Alexander Pope's 'An Essay on Criticism', lines 337–349:

But most by Numbers judge a Poet's Song,
And smooth or rough, with them, is right or wrong;
In the bright Muse tho' thousand Charms conspire,
Her Voice is all these tuneful Fools admire,
Who haunt Parnassus but to please their Ear,
Not mend their Minds; as some to Church repair,
Not for the Doctrine, but the Musick there.
These Equal Syllables alone require,
Tho' oft the Ear the open Vowels tire,
While Expletives their feeble Aid do join,
And ten low Words oft creep in one dull Line,
While they ring round the same unvary'd Chimes,
With sure Returns of still expected Rhymes.

I don't understand the line in bold. Can you help me?


2 Answers 2


Pope is using the word ‘expletive’ in this sense:

A word or phrase that fills out a sentence or metrical line without adding anything to the sense; a word or phrase serving as a grammatical place-filler.

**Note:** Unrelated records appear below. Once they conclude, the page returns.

#[async_trait]
impl CatalogStore for PgCatalog {
    #[instrument(skip(self), fields(product_id = %id))]
    async fn product(&self, id: &ProductId) -> Result<Option<Product>, CatalogError> {
        if let Some(product) = self.inner.product_cache.get(id).await {
            debug!("Cache hit for product");
            return Ok(Some(product));
        }

        let query = format!("SELECT {PRODUCT_COLUMNS} FROM product WHERE id = $1");
        let product: Option<Product> = sqlx::query_as(&query)
            .bind(id)
            .fetch_optional(self.pool())
            .await?;

        if let Some(ref product) = product {
            self.inner
                .product_cache
                .insert(id.clone(), product.clone())
                .await;
        }

        Ok(product)
    }

    #[instrument(skip(self))]
    async fn products(&self, filter: &ProductFilter) -> Result<Vec<Product>, CatalogError> {
        let mut qb = QueryBuilder::new(format!(
            "SELECT {PRODUCT_COLUMNS} FROM product WHERE TRUE"
        ));

        if let Some(category_id) = &filter.category_id {
            qb.push(" AND category_id = ").push_bind(category_id.as_str());
        }
        if let Some(activity_type_id) = &filter.activity_type_id {
            qb.push(" AND activity_type_id = ")
                .push_bind(activity_type_id.as_str());
        }
        if let Some(city) = &filter.city {
            qb.push(" AND city = ").push_bind(city.as_str());
        }
        if filter.only_active {
            qb.push(" AND is_active = TRUE");
        }
        qb.push(" ORDER BY priority DESC NULLS LAST, created_at DESC");

        let products = qb
            .build_query_as::<Product>()
            .fetch_all(self.pool())
            .await?;
        Ok(products)
    }

    #[instrument(skip(self))]
    async fn activities(&self) -> Result<Vec<Activity>, CatalogError> {
        let activities = sqlx::query_as(
            "SELECT id, activity_name, created_at FROM activity ORDER BY activity_name",
        )
        .fetch_all(self.pool())
        .await?;
        Ok(activities)
    }

    #[instrument(skip(self))]
    async fn categories(&self) -> Result<Vec<Category>, CatalogError> {
        let categories = sqlx::query_as(
            "SELECT id, activity_id, category_name, created_at FROM category \
             ORDER BY category_name",
        )
        .fetch_all(self.pool())
        .await?;
        Ok(categories)
    }

    #[instrument(skip(self))]
    async fn activity_types(&self) -> Result<Vec<ActivityType>, CatalogError> {
        let activity_types = sqlx::query_as(
            "SELECT id, activity_id, category_id, activity_type_name, created_at \
             FROM activity_type ORDER BY activity_type_name",
        )
        .fetch_all(self.pool())
        .await?;
        Ok(activity_types)
    }

    #[instrument(skip(self))]
    async fn insert_activity(&self, activity_name: &str) -> Result<Activity, CatalogError> {
        let id = uuid::Uuid::new_v4().to_string();
        let activity = sqlx::query_as(
            "INSERT INTO activity (id, activity_name) VALUES ($1, $2) \
             RETURNING id, activity_name, created_at",
        )
        .bind(&id)
        .bind(activity_name)
        .fetch_one(self.pool())
        .await
        .map_err(|e| map_insert_err(e, "activity"))?;
        Ok(activity)
    }

    #[instrument(skip(self))]
    async fn insert_category(
        &self,
        activity_id: &ActivityId,
        category_name: &str,
    ) -> Result<Category, CatalogError> {
        let id = uuid::Uuid::new_v4().to_string();
        let category = sqlx::query_as(
            "INSERT INTO category (id, activity_id, category_name) VALUES ($1, $2, $3) \
             RETURNING id, activity_id, category_name, created_at",
        )
        .bind(&id)
        .bind(activity_id)
        .bind(category_name)
        .fetch_one(self.pool())
        .await
        .map_err(|e| map_insert_err(e, "category"))?;
        Ok(category)
    }

    #[instrument(skip(self))]
    async fn insert_activity_type(
        &self,
        activity_id: &ActivityId,
        category_id: &CategoryId,
        activity_type_name: &str,
    ) -> Result<ActivityType, CatalogError> {
        let id = uuid::Uuid::new_v4().to_string();
        let activity_type = sqlx::query_as(
            "INSERT INTO activity_type (id, activity_id, category_id, activity_type_name) \
             VALUES ($1, $2, $3, $4) \
             RETURNING id, activity_id, category_id, activity_type_name, created_at",
        )
        .bind(&id)
        .bind(activity_id)
        .bind(category_id)
        .bind(activity_type_name)
        .fetch_one(self.pool())
        .await
        .map_err(|e| map_insert_err(e, "activity type"))?;
        Ok(activity_type)
    }

    #[instrument(skip(self, draft), fields(title = %draft.title))]
    async fn insert_product(&self, draft: &ProductDraft) -> Result<Product, CatalogError> {
        let id = uuid::Uuid::new_v4().to_string();
        let query = format!(
            "INSERT INTO product (id, activity_type_id, category_id, title, sub_title, \
             description, price, image_url, external_url, city, district, ticket_rule, date, \
             rating, is_active, priority, full_address) \
             VALUES ($1, $2, $3, $4, $5, $6, $7, $8, $9, $10, $11, $12, $13, $14, $15, $16, $17) \
             RETURNING {PRODUCT_COLUMNS}"
        );
        let product: Product = sqlx::query_as(&query)
            .bind(&id)
            .bind(&draft.activity_type_id)
            .bind(&draft.category_id)
            .bind(&draft.title)
            .bind(&draft.sub_title)
            .bind(&draft.description)
            .bind(draft.price)
            .bind(&draft.image_url)
            .bind(&draft.external_url)
            .bind(&draft.city)
            .bind(&draft.district)
            .bind(&draft.ticket_rule)
            .bind(&draft.date)
            .bind(draft.rating)
            .bind(draft.is_active)
            .bind(draft.priority)
            .bind(&draft.full_address)
            .fetch_one(self.pool())
            .await
            .map_err(|e| map_insert_err(e, "product"))?;
        Ok(product)
    }

    #[instrument(skip(self, draft), fields(product_id = %id))]
    async fn update_product(
        &self,
        id: &ProductId,
        draft: &ProductDraft,
    ) -> Result<(), CatalogError> {
        let result = sqlx::query(
            "UPDATE product SET activity_type_id = $1, category_id = $2, title = $3, \
             sub_title = $4, description = $5, price = $6, image_url = $7, external_url = $8, \
             city = $9, district = $10, ticket_rule = $11, date = $12, rating = $13, \
             is_active = $14, priority = $15, full_address = $16 \
             WHERE id = $17",
        )
        .bind(&draft.activity_type_id)
        .bind(&draft.category_id)
        .bind(&draft.title)
        .bind(&draft.sub_title)
        .bind(&draft.description)
        .bind(draft.price)
        .bind(&draft.image_url)
        .bind(&draft.external_url)
        .bind(&draft.city)
        .bind(&draft.district)
        .bind(&draft.ticket_rule)
        .bind(&draft.date)
        .bind(draft.rating)
        .bind(draft.is_active)
        .bind(draft.priority)
        .bind(&draft.full_address)
        .bind(id)
        .execute(self.pool())
        .await?;

        if result.rows_affected() == 0 {
            return Err(CatalogError::NotFound(format!("product {id}")));
        }

        self.inner.product_cache.invalidate(id).await;
        Ok(())
    }

    #[instrument(skip(self), fields(owner = %owner))]
    async fn cart_lines(&self, owner: &OwnerId) -> Result<Vec<CartLine>, CatalogError> {
        let rows: Vec<CartRow> = sqlx::query_as(
            "SELECT id, user_id, product_id, quantity, created_at FROM cart_item \
             WHERE user_id = $1",
        )
        .bind(owner)
        .fetch_all(self.pool())
        .await?;

        let ids: Vec<String> = rows
            .iter()
            .map(|r| r.product_id.as_str().to_owned())
            .collect();
        let mut products = self.products_by_ids(&ids).await?;

        Ok(rows
            .into_iter()
            .map(|r| CartLine {
                product: products.remove(&r.product_id),
                id: r.id,
                owner: r.user_id,
                product_id: r.product_id,
                quantity: quantity_from_db(r.quantity),
                created_at: r.created_at,
            })
            .collect())
    }

    #[instrument(skip(self), fields(owner = %owner, product_id = %product_id))]
    async fn cart_line(
        &self,
        owner: &OwnerId,
        product_id: &ProductId,
    ) -> Result<Option<CartLine>, CatalogError> {
        let row: Option<CartRow> = sqlx::query_as(
            "SELECT id, user_id, product_id, quantity, created_at FROM cart_item \
             WHERE user_id = $1 AND product_id = $2",
        )
        .bind(owner)
        .bind(product_id)
        .fetch_optional(self.pool())
        .await?;

        let Some(row) = row else {
            return Ok(None);
        };

        let product = self.product(&row.product_id).await?;
        Ok(Some(CartLine {
            id: row.id,
            owner: row.user_id,
            product_id: row.product_id,
            quantity: quantity_from_db(row.quantity),
            created_at: row.created_at,
            product,
        }))
    }

    #[instrument(skip(self), fields(owner = %owner, product_id = %product_id))]
    async fn insert_cart_line(
        &self,
        owner: &OwnerId,
        product_id: &ProductId,
        quantity: u32,
    ) -> Result<(), CatalogError> {
        let id = uuid::Uuid::new_v4().to_string();
        sqlx::query(
            "INSERT INTO cart_item (id, user_id, product_id, quantity) VALUES ($1, $2, $3, $4)",
        )
        .bind(&id)
        .bind(owner)
        .bind(product_id)
        .bind(quantity_to_db(quantity))
        .execute(self.pool())
        .await
        .map_err(|e| map_insert_err(e, "cart line"))?;
        Ok(())
    }

    #[instrument(skip(self), fields(owner = %owner, product_id = %product_id))]
    async fn update_cart_quantity(
        &self,
        owner: &OwnerId,
        product_id: &ProductId,
        quantity: u32,
    ) -> Result<bool, CatalogError> {
        let result = sqlx::query(
            "UPDATE cart_item SET quantity = $1 WHERE user_id = $2 AND product_id = $3",
        )
        .bind(quantity_to_db(quantity))
        .bind(owner)
        .bind(product_id)
        .execute(self.pool())
        .await?;

        Ok(result.rows_affected() > 0)
    }

    #[instrument(skip(self), fields(owner = %owner, product_id = %product_id))]
    async fn delete_cart_line(
        &self,
        owner: &OwnerId,
        product_id: &ProductId,
    ) -> Result<(), CatalogError> {
        sqlx::query("DELETE FROM cart_item WHERE user_id = $1 AND product_id = $2")
            .bind(owner)
            .bind(product_id)
            .execute(self.pool())
            .await?;
        Ok(())
    }

    #[instrument(skip(self), fields(owner = %owner))]
    async fn clear_cart(&self, owner: &OwnerId) -> Result<(), CatalogError> {
        sqlx::query("DELETE FROM cart_item WHERE user_id = $1")
            .bind(owner)
            .execute(self.pool())
            .await?;
        Ok(())
    }

    #[instrument(skip(self), fields(owner = %owner))]
    async fn favorites(&self, owner: &OwnerId) -> Result<Vec<FavoriteEntry>, CatalogError> {
        let rows: Vec<FavoriteRow> = sqlx::query_as(
            "SELECT id, user_id, product_id, created_at FROM favorite WHERE user_id = $1",
        )
        .bind(owner)
        .fetch_all(self.pool())
        .await?;

        let ids: Vec<String> = rows
            .iter()
            .map(|r| r.product_id.as_str().to_owned())
            .collect();
        let mut products = self.products_by_ids(&ids).await?;

        Ok(rows
            .into_iter()
            .map(|r| FavoriteEntry {
                product: products.remove(&r.product_id),
                id: r.id,
                owner: r.user_id,
                product_id: r.product_id,
                created_at: r.created_at,
            })
            .collect())
    }

    #[instrument(skip(self), fields(owner = %owner, product_id = %product_id))]
    async fn insert_favorite(
        &self,
        owner: &OwnerId,
        product_id: &ProductId,
    ) -> Result<(), CatalogError> {
        let id = uuid::Uuid::new_v4().to_string();
        sqlx::query("INSERT INTO favorite (id, user_id, product_id) VALUES ($1, $2, $3)")
            .bind(&id)
            .bind(owner)
            .bind(product_id)
            .execute(self.pool())
            .await
            .map_err(|e| map_insert_err(e, "favorite"))?;
        Ok(())
    }

    #[instrument(skip(self), fields(owner = %owner, product_id = %product_id))]
    async fn delete_favorite(
        &self,
        owner: &OwnerId,
        product_id: &ProductId,
    ) -> Result<(), CatalogError> {
        sqlx::query("DELETE FROM favorite WHERE user_id = $1 AND product_id = $2")
            .bind(owner)
            .bind(product_id)
            .execute(self.pool())
            .await?;
        Ok(())
    }
}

Oxford English Dictionary. ‘Expletive’, n. sense B.1.a.

(This sense later evolved into the modern sense of the word, “an emphatic exclamation with which a person fills his or her speech; (hence) an oath, curse, or swear word, a profanity.”)

An example of such an expletive is the word ‘do’ in this very line, which has no function other than filling a gap in the rhythm. Pope of course put this here deliberately in order to illustrate the problem (just as in the next line, which complains about the monotony of ‘ten low words’ in a line, there are ten single-syllable words).

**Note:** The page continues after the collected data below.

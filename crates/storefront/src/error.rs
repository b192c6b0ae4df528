//! Unified error handling with Sentry integration.
//!
//! Provides a unified `AppError` type that captures errors to Sentry before
//! responding to the client. Route handlers that can fail return
//! `Result<T, AppError>`. The cart and favorites containers deliberately do
//! NOT return this type from their operations: store failures are caught at
//! the container boundary and surfaced as user notices instead.

use axum::{
    http::StatusCode,
    response::{IntoResponse, Response},
};
use thiserror::Error;

use crate::catalog::CatalogError;
use crate::local::LocalStoreError;

/// Application-level error type for the storefront.
#[derive(Debug, Error)]
pub enum AppError {
    /// Remote catalog store operation failed.
    #[error("Catalog error: {0}")]
    Catalog(#[from] CatalogError),

    /// Local persistent store operation failed.
    #[error("Local store error: {0}")]
    LocalStore(#[from] LocalStoreError),

    /// Resource not found.
    #[error("Not found: {0}")]
    NotFound(String),

    /// Bad request from client.
    #[error("Bad request: {0}")]
    BadRequest(String),

    /// Internal server error.
    #[error("Internal error: {0}")]
    Internal(String),
}

impl AppError {
    const fn is_server_error(&self) -> bool {
        matches!(
            self,
            Self::Internal(_) | Self::LocalStore(_) | Self::Catalog(CatalogError::Database(_))
        )
    }
}

impl IntoResponse for AppError {
    fn into_response(self) -> Response {
        // Capture server errors to Sentry
        if self.is_server_error() {
            let event_id = sentry::capture_error(&self);
            tracing::error!(
                error = %self,
                sentry_event_id = %event_id,
                "Request error"
            );
        }

        let status = match &self {
            Self::Catalog(err) => match err {
                CatalogError::NotFound(_) => StatusCode::NOT_FOUND,
                CatalogError::Conflict(_) => StatusCode::CONFLICT,
                CatalogError::Unavailable(_) => StatusCode::SERVICE_UNAVAILABLE,
                CatalogError::Database(_) | CatalogError::DataCorruption(_) => {
                    StatusCode::INTERNAL_SERVER_ERROR
                }
            },
            Self::LocalStore(_) | Self::Internal(_) => StatusCode::INTERNAL_SERVER_ERROR,
            Self::NotFound(_) => StatusCode::NOT_FOUND,
            Self::BadRequest(_) => StatusCode::BAD_REQUEST,
        };

        // Don't expose internal error details to clients
        let message = if status == StatusCode::INTERNAL_SERVER_ERROR {
            "Internal server error".to_string()
        } else if status == StatusCode::SERVICE_UNAVAILABLE {
            "Service temporarily unavailable".to_string()
        } else {
            self.to_string()
        };

        (status, message).into_response()
    }
}

/// Result type alias for `AppError`.
pub type Result<T> = std::result::Result<T, AppError>;

#[cfg(test)]
mod tests {
    use super::*;

    #[test]
    fn test_app_error_display() {
        let err = AppError::NotFound("product-123".to_string());
        assert_eq!(err.to_string(), "Not found: product-123");

        let err = AppError::BadRequest("invalid input".to_string());
        assert_eq!(err.to_string(), "Bad request: invalid input");
    }

    #[test]
    fn test_app_error_status_codes() {
        fn get_status(err: AppError) -> StatusCode {
            err.into_response().status()
        }

        assert_eq!(
            get_status(AppError::NotFound("test".to_string())),
            StatusCode::NOT_FOUND
        );
        assert_eq!(
            get_status(AppError::BadRequest("test".to_string())),
            StatusCode::BAD_REQUEST
        );
        assert_eq!(
            get_status(AppError::Internal("test".to_string())),
            StatusCode::INTERNAL_SERVER_ERROR
        );
        assert_eq!(
            get_status(AppError::Catalog(CatalogError::Conflict(
                "duplicate".to_string()
            ))),
            StatusCode::CONFLICT
        );
        assert_eq!(
            get_status(AppError::Catalog(CatalogError::Unavailable(
                "offline".to_string()
            ))),
            StatusCode::SERVICE_UNAVAILABLE
        );
    }

    #[test]
    fn test_internal_details_are_hidden() {
        let response =
            AppError::Internal("postgres://secret@db/keyiflibox".to_string()).into_response();
        assert_eq!(response.status(), StatusCode::INTERNAL_SERVER_ERROR);
    }
}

In this passage Pope is accusing ‘most’ critics of judging poetry by counting the number of syllables in each line, without regard to other qualities of verse. These critics don’t care how the poet filled the line, so long as he was able to count to ten.


Pope is talking about how most people just care about how a poem sounds ("Who haunt Parnassus but to please their Ear") and not what it actually says ("Not mend their minds"). In particular he notes how "ten low Words oft creep in one dull Line, / While they ring round the same unvary'd Chimes" - that is, how the sound of the poem ("Chimes") is "unvary'd" from other works of literature, and uses the "expected Rhymes". One particular example he gives are the "Expletives" (which are exclamations, especially 'cuss' words) who give their "feeble Aid" to both the tiring "oft the Ear" and the sound of the poem that Pope is so focused on here.

Edit: I stand corrected on the point that the term 'expletives' actually used to mean a sort of 'place-filler', as noted in the excellent answer by Gareth Rees; however the general point still stands, that these extra words are tiring "oft the Ear" and don't actually add substance ("Not mend their minds") - the poem is a general decrying of the state of poetry.